» **Problem requirements**
Take the data that sits below and write it out again exactly.

» **Data**
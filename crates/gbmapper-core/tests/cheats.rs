mod common;

use common::{high_bank, load};

#[test]
fn high_window_code_patches_every_switchable_bank() {
    let mut cart = load(0x01, 0x00, 8);
    cart.set_cheat_codes("3C1-23B");
    assert_eq!(cart.cheat_patch_count(), 7);

    for bank in 1..8u8 {
        cart.mbc_write(0x2000, bank);
        assert_eq!(cart.read(0x4123), 0x3C, "bank {bank}");
    }
    assert_eq!(cart.read(0x0123), 0x00);
}

#[test]
fn low_window_code_patches_bank_zero_only() {
    let mut cart = load(0x01, 0x00, 8);
    cart.set_cheat_codes("AB1-50F");
    assert_eq!(cart.cheat_patch_count(), 1);
    assert_eq!(cart.read(0x0150), 0xAB);
    assert_eq!(cart.banks().rom()[0x4000 + 0x0150], 0x00);
}

#[test]
fn compare_byte_limits_patch_to_matching_bank() {
    let mut cart = load(0x01, 0x00, 8);
    // Write 0x99 at 0x7FFF wherever the ROM holds 0x07.
    cart.set_cheat_codes("99F-FF8-FE6");
    assert_eq!(cart.cheat_patch_count(), 1);

    cart.mbc_write(0x2000, 7);
    assert_eq!(high_bank(&cart), 0x99);
    cart.mbc_write(0x2000, 6);
    assert_eq!(high_bank(&cart), 6);
}

#[test]
fn new_set_replaces_previous_patches() {
    let mut cart = load(0x01, 0x00, 8);
    cart.set_cheat_codes("AB1-50F");
    cart.set_cheat_codes("CD1-51F");
    assert_eq!(cart.cheat_patch_count(), 1);
    assert_eq!(cart.read(0x0150), 0x00);
    assert_eq!(cart.read(0x0151), 0xCD);
}

#[test]
fn separators_whitespace_and_malformed_codes() {
    let mut cart = load(0x01, 0x00, 8);
    cart.set_cheat_codes(" ;;AB1-50F ; ");
    assert_eq!(cart.cheat_patch_count(), 1);
    assert_eq!(cart.read(0x0150), 0xAB);

    cart.set_cheat_codes("XYZ;12");
    assert_eq!(cart.cheat_patch_count(), 0);
    assert_eq!(cart.read(0x0150), 0x00);

    cart.set_cheat_codes("");
    assert_eq!(cart.cheat_patch_count(), 0);
}

#[test]
fn clearing_restores_pristine_rom() {
    let mut cart = load(0x19, 0x00, 16);
    let pristine = cart.banks().rom().to_vec();

    cart.set_cheat_codes("3C1-23B;AB1-50F;99F-FF8-FE6");
    assert_ne!(cart.banks().rom(), &pristine[..]);

    cart.clear_cheat_codes();
    assert_eq!(cart.cheat_patch_count(), 0);
    assert_eq!(cart.banks().rom(), &pristine[..]);
}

» **Response to this task**
filename crates/gbmapper-core/tests/cheats.rs
mod common;

use common::{high_bank, load};

#[test]
fn high_window_code_patches_every_switchable_bank() {
    let mut cart = load(0x01, 0x00, 8);
    cart.set_cheat_codes("3C1-23B");
    assert_eq!(cart.cheat_patch_count(), 7);

    for bank in 1..8u8 {
        cart.mbc_write(0x2000, bank);
        assert_eq!(cart.read(0x4123), 0x3C, "bank {bank}");
    }
    assert_eq!(cart.read(0x0123), 0x00);
}

#[test]
fn low_window_code_patches_bank_zero_only() {
    let mut cart = load(0x01, 0x00, 8);
    cart.set_cheat_codes("AB1-50F");
    assert_eq!(cart.cheat_patch_count(), 1);
    assert_eq!(cart.read(0x0150), 0xAB);
    assert_eq!(cart.banks().rom()[0x4000 + 0x0150], 0x00);
}

#[test]
fn compare_byte_limits_patch_to_matching_bank() {
    let mut cart = load(0x01, 0x00, 8);
    // Write 0x99 at 0x7FFF wherever the ROM holds 0x07.
    cart.set_cheat_codes("99F-FF8-FE6");
    assert_eq!(cart.cheat_patch_count(), 1);

    cart.mbc_write(0x2000, 7);
    assert_eq!(high_bank(&cart), 0x99);
    cart.mbc_write(0x2000, 6);
    assert_eq!(high_bank(&cart), 6);
}

#[test]
fn new_set_replaces_previous_patches() {
    let mut cart = load(0x01, 0x00, 8);
    cart.set_cheat_codes("AB1-50F");
    cart.set_cheat_codes("CD1-51F");
    assert_eq!(cart.cheat_patch_count(), 1);
    assert_eq!(cart.read(0x0150), 0x00);
    assert_eq!(cart.read(0x0151), 0xCD);
}

#[test]
fn separators_whitespace_and_malformed_codes() {
    let mut cart = load(0x01, 0x00, 8);
    cart.set_cheat_codes(" ;;AB1-50F ; ");
    assert_eq!(cart.cheat_patch_count(), 1);
    assert_eq!(cart.read(0x0150), 0xAB);

    cart.set_cheat_codes("XYZ;12");
    assert_eq!(cart.cheat_patch_count(), 0);
    assert_eq!(cart.read(0x0150), 0x00);

    cart.set_cheat_codes("");
    assert_eq!(cart.cheat_patch_count(), 0);
}

#[test]
fn clearing_restores_pristine_rom() {
    let mut cart = load(0x19, 0x00, 16);
    let pristine = cart.banks().rom().to_vec();

    cart.set_cheat_codes("3C1-23B;AB1-50F;99F-FF8-FE6");
    assert_ne!(cart.banks().rom(), &pristine[..]);

    cart.clear_cheat_codes();
    assert_eq!(cart.cheat_patch_count(), 0);
    assert_eq!(cart.banks().rom(), &pristine[..]);
}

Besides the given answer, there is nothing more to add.